The Wordscapes level 5551 is a part of the set Tarn and comes in position 15 of Rock pack. Players who will solve it will recieve 14 brilliance additional points which help you imporve your rankings in leaderboard.
The tray contains 6 letters which are ‘UDIENC’, with those letters, you can place 5 words in the crossword. and 5 words that aren’t in the puzzle worth the equivalent of 5 coin(s). This level has an extra word in horizontal position.

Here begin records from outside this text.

impl<'a> Workflow<'a> {
    /// Workflow with default timing and policies
    #[must_use]
    pub fn new(actions: Actions<'a>, config: ProbeConfig) -> Self {
        Self {
            actions,
            config,
            timing: WorkflowTiming::default(),
            policies: PolicyTable::default(),
            monitor: ProcessingMonitor::new(actions),
            patient: PatientRecord::test_patient(),
        }
    }

    /// Override pauses
    #[must_use]
    pub const fn with_timing(mut self, timing: WorkflowTiming) -> Self {
        self.timing = timing;
        self
    }

    /// Override failure policies
    #[must_use]
    pub fn with_policies(mut self, policies: PolicyTable) -> Self {
        self.policies = policies;
        self
    }

    /// Patient as known so far
    #[must_use]
    pub const fn patient(&self) -> &PatientRecord {
        &self.patient
    }

    /// Run every action and report.
    ///
    /// Logout runs even when an earlier action aborted the run.
    pub async fn run(&mut self) -> RunReport {
        let mut report = RunReport::default();
        let mut aborted = false;

        for action in ActionKind::SEQUENCE {
            if aborted && !action.is_teardown() {
                tracing::warn!("Skipping '{action}' after an earlier abort");
                report.actions.push(ActionReport::skipped(action));
                continue;
            }

            let result = self.execute(action).await;
            if result.failed() && self.policies.get(action) == FailurePolicy::Abort {
                tracing::error!("'{action}' failed, skipping to logout");
                aborted = true;
            }
            report.actions.push(result);
        }

        let verdict = report.verdict();
        let secs = report.elapsed().as_secs_f64();
        if verdict == Verdict::Passed {
            tracing::info!(tag = "ok", "Run {verdict} in {secs:.2} seconds");
        } else {
            tracing::error!("Run {verdict} in {secs:.2} seconds");
        }
        report
    }

    /// Run one action under its failure policy
    pub async fn execute(&mut self, action: ActionKind) -> ActionReport {
        let allowed = self.policies.get(action).attempts();
        let start = Instant::now();
        let mut attempts = 0;

        let outcome = loop {
            attempts += 1;
            tracing::info!(tag = "starting", "Starting '{action}'");
            match self.step(action).await {
                Ok(output) => break ActionOutcome::Succeeded(output),
                Err(err) => {
                    tracing::error!(
                        "'{action}' failed after {:.2} seconds: {err}",
                        start.elapsed().as_secs_f64()
                    );
                    if attempts >= allowed {
                        break ActionOutcome::Failed {
                            error: err.to_string(),
                        };
                    }
                    tracing::warn!("Retrying '{action}' ({attempts}/{allowed})");
                }
            }
        };

        let elapsed = start.elapsed();
        tracing::info!(
            tag = "waiting",
            "Action '{action}' finished in {:.2} seconds",
            elapsed.as_secs_f64()
        );
        ActionReport {
            action,
            outcome,
            attempts,
            elapsed,
        }
    }

    async fn step(&mut self, action: ActionKind) -> ProbeResult<ActionOutput> {
        if !action.is_teardown() {
            sleep(self.timing.step_pause).await;
        }
        match action {
            ActionKind::Login => self.login().await,
            ActionKind::RegisterPatient => self.register_patient().await,
            ActionKind::AwaitProcessing => self.await_processing().await,
            ActionKind::CheckExams => self.check_exams().await,
            ActionKind::CheckWidgets => self.check_widgets().await,
            ActionKind::DeletePatient => self.delete_patient().await,
            ActionKind::Logout => self.logout().await,
        }
    }

    fn stage_policy(&self, timeout: Duration) -> ProbeResult<WaitPolicy> {
        WaitPolicy::new(timeout, self.config.poll_interval)
    }

    // =========================================================================
    // ACTIONS
    // =========================================================================

    async fn login(&mut self) -> ProbeResult<ActionOutput> {
        let a = self.actions;
        tracing::info!("Logging in...");
        a.driver().navigate(&self.config.app_url).await?;

        a.click(&ui::access_button(), "Click access").await?;
        sleep(self.timing.step_pause).await;
        a.fill(&ui::email_field(), self.config.email.as_deref(), "Fill email")
            .await?;
        a.fill(&ui::password_field(), self.config.password.as_deref(), "Fill password")
            .await?;
        a.click(&ui::submit_login(), "Click sign in").await?;

        let policy = self.stage_policy(self.config.stage_timeout)?;
        let report = await_text_gone(a.driver(), ui::LOGIN_PENDING, &policy).await;
        if report.outcome.still_present() {
            return Err(ProbeError::StageTimedOut {
                stage: "login".to_string(),
                elapsed: report.elapsed,
            });
        }
        tracing::info!(tag = "ok", "Logged in");
        Ok(ActionOutput::Done)
    }

    async fn register_patient(&mut self) -> ProbeResult<ActionOutput> {
        let a = self.actions;
        let patient = PatientRecord::test_patient();
        tracing::info!("Registering patient '{}'...", patient.name);

        a.click(&ui::new_patient_button(), "Click new patient").await?;
        a.fill(&ui::name_field(), Some(patient.name.as_str()), "Fill name").await?;
        a.fill(&ui::birthdate_field(), Some(patient.birthdate.as_str()), "Fill birthdate")
            .await?;
        a.click(&ui::gender_select(), "Open gender select").await?;
        a.click(&ui::gender_option(&patient.gender), "Select gender")
            .await?;
        a.click(&ui::save_patient(), "Click save").await?;
        sleep(self.timing.step_pause).await;

        a.click(&ui::add_files_button(), "Click add exams and records")
            .await?;
        a.click(&ui::send_exams_button(), "Click send exams").await?;
        a.attach_files(&ui::file_input(), &self.config.exams_dir, "Select exams")
            .await?;
        a.click(&ui::send_records_button(), "Click send records").await?;
        a.attach_files(&ui::file_input(), &self.config.records_dir, "Select records")
            .await?;
        sleep(self.timing.transition_pause).await;
        a.click(&ui::save_uploads(), "Click save uploads").await?;

        self.patient = patient;
        let url = a.driver().current_url().await?;
        if self.patient.capture_id(&url) {
            let id = self.patient.id.as_deref().unwrap_or_default();
            tracing::info!(tag = "ok", "Patient registered with id {id}");
        } else {
            tracing::warn!("Patient id not found in '{url}' yet");
        }
        Ok(ActionOutput::Patient(self.patient.clone()))
    }

    async fn await_processing(&mut self) -> ProbeResult<ActionOutput> {
        let a = self.actions;
        tracing::info!(tag = "waiting", "Waiting for processing...");

        let upload = StageSpec::new(
            StageKind::UploadAck,
            [ui::UPLOADING],
            self.stage_policy(self.config.stage_timeout)?,
        );
        self.monitor.run_stage(&upload).await?;

        sleep(self.timing.transition_pause).await;
        a.click(&ui::records_tab(), "Click records").await?;
        sleep(self.timing.transition_pause).await;

        let ingestion = StageSpec::new(
            StageKind::Ingestion,
            [ui::AWAITING_PROCESSING, ui::PROCESSING],
            self.stage_policy(self.config.stage_timeout)?,
        );
        self.monitor.run_stage(&ingestion).await?;

        let metrics = extract_metrics(a.driver(), self.timing.render_delay).await;
        Ok(ActionOutput::Metrics(metrics))
    }

    async fn check_exams(&mut self) -> ProbeResult<ActionOutput> {
        let a = self.actions;
        tracing::info!(tag = "checking", "Checking exam processing...");

        a.click(&ui::exams_tab(), "Click exams").await?;
        a.click(&ui::sent_exams_link(), "Click sent exams").await?;
        sleep(self.timing.transition_pause).await;

        let round = self.config.refresh_round.min(self.config.stage_timeout);
        let per_file = StageSpec::new(
            StageKind::PerFileProcessing,
            [ui::AWAITING_PROCESSING, ui::EXAM_AWAITING_PROCESSING],
            self.stage_policy(round)?,
        )
        .with_refresh(ui::refresh_sent_exams(), self.config.stage_timeout);
        self.monitor.run_stage(&per_file).await?;

        let summary = ExamSummary {
            measurements: a
                .read_number(&ui::exam_measurements(), "Read measurements")
                .await
                .ok()
                .flatten(),
            errors: a
                .read_number(&ui::exam_errors(), "Read errors")
                .await
                .ok()
                .flatten(),
        };
        tracing::info!(
            tag = "data",
            "Sent exam files: {} measurements, {}",
            summary.measurements.as_deref().unwrap_or("?"),
            summary.errors.as_deref().unwrap_or("no error count")
        );

        a.click(&ui::exams_tab(), "Click exams").await?;
        let metrics = extract_metrics(a.driver(), self.timing.render_delay).await;
        Ok(ActionOutput::Exams { summary, metrics })
    }

    async fn check_widgets(&mut self) -> ProbeResult<ActionOutput> {
        let a = self.actions;
        tracing::info!(tag = "checking", "Checking widgets...");

        a.click(&ui::overview_tab(), "Click overview").await?;
        sleep(self.timing.step_pause).await;

        let report = check_widgets(&a, self.timing.expand_timeout).await?;
        Ok(ActionOutput::Widgets(report))
    }

    async fn delete_patient(&mut self) -> ProbeResult<ActionOutput> {
        if self.patient.id.is_none() {
            let url = self.actions.driver().current_url().await?;
            self.patient.capture_id(&url);
        }
        let patient_id = self
            .patient
            .id
            .clone()
            .ok_or_else(|| ProbeError::invalid_input("patient id not found in the page URL"))?;

        let api_url = self.config.require_api_url()?;
        let client = DeletionClient::new(api_url, self.config.api_key.clone());
        client.delete_patient(&patient_id).await?;
        Ok(ActionOutput::Deleted { patient_id })
    }

    async fn logout(&mut self) -> ProbeResult<ActionOutput> {
        self.actions.driver().close().await?;
        tracing::info!("Session closed");
        Ok(ActionOutput::Done)
    }
}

Wordscapes level 5551 Rock 15 Answers :

wordscapes level 5551 answer

Bonus Words:

  • CINE
  • DICE
  • DUNCE
  • ICED
  • NUDIE

Regular Words:

  • CUED
  • DINE
  • DUNE
  • INDUCE
  • NICE
  • NUDE

Definitions:

  • Dine : To eat the principal regular meal of the day; to take dinner. Now can I break my fast, dine, sup, and sleep. Shak. To dine with Duke Humphrey, to go without dinner; — a phrase common in Elizabethan literature, said to be from the practice of the poor gentry, who beguiled the dinner hour by a promenade near the tomb of Humphrey, Duke of Gloucester, in Old Saint Paul’s.nn1. To give a dinner to; to furnish with the chief meal; to feed; as, to dine a hundred men. A table massive enough to have dined Johnnie Armstrong and his merry men. Sir W. Scott. 2. To dine upon; to have to eat. [Obs.] “What will ye dine.” Chaucer.
  • Dune : A low hill of drifting sand usually formed on the coats, but often carried far inland by the prevailing winds. [Written also dun.] Three great rivers, the Rhine, the Meuse, and the Scheldt, had deposited their slime for ages among the dunes or sand banks heaved up by the ocean around their mouths. Motley.
  • Induce : 1. To lead in; to introduce. [Obs.] The poet may be seen inducing his personages in the first Iliad. Pope. 2. To draw on; to overspread. [A Latinism] Cowper. 3. To lead on; to influence; to prevail on; to incite; to move by persuasion or influence. Shak. He is not obliged by your offer to do it, . . . though he may be induced, persuaded, prevailed upon, tempted. Paley. Let not the covetous desire of growing rich induce you to ruin your reputation. Dryden. 4. To bring on; to effect; to cause; as, a fever induced by fatigue or exposure. Sour things induces a contraction in the nerves. Bacon. 5. (Physics) To produce, or cause, by proximity without contact or transmission, as a particular electric or magnetic condition in a body, by the approach of another body in an opposite electric or magnetic state. 6. (Logic) To generalize or conclude as an inference from all the particulars; — the opposite of deduce. Syn. — To move; instigate; urge; impel; incite; press; influence; actuate.
  • Nice : 1. Foolish; silly; simple; ignorant; also, weak; effeminate. [Obs.] Gower. But say that we ben wise and nothing nice. Chaucer. 2. Of trifling moment; nimportant; trivial. [Obs.] The letter was not nice, but full of charge Of dear import. Shak. 3. Overscrupulous or exacting; hard to please or satisfy; fastidious in small matters. Curious not knowing, not exact but nice. Pope. And to taste Think not I shall be nice. Milton. 4. Delicate; refined; dainty; pure. Dear love, continue nice and chaste. Donne. A nice and subtile happiness. Milton. 5. Apprehending slight diffferences or delicate distinctions; distinguishing accurately or minutely; carefully discriminating; as, a nice taste or judgment. “Our author happy in a judge so nice.” Pope. “Nice verbal criticism.” Coleridge. 6. Done or made with careful labor; suited to excite admiration on account of exactness; evidencing great skill; exact; fine; finished; as, nice proportions, nice workmanship, a nice application; exactly or fastidiously discriminated; requiring close discrimination; as, a nice point of law, a nice distinction in philosophy. The difference is too nice Where ends the virtue, or begins the vice. Pope. 7. Pleasing; agreeable; gratifying; delightful; good; as, a nice party; a nice excursion; a nice person; a nice day; a nice sauce, etc. [Loosely & Colloquially] To make nice of, to be scrupulous about. [Obs.] Shak. Syn. — Dainty; delicate; exquisite; fine; accurate; exact; correct; precise; particular; scrupulous; punctilious; fastidious; squeamish; finical; effeminate; silly.
  • Nude : 1. Bare; naked; unclothed; undraped; as, a nude statue. 2. (Law) Naked; without consideration; void; as, a nude contract. See Nudum pactum. Blackstone. The nude, the undraped human figure in art. — Nude”ly, adv.- Nude”ness, n.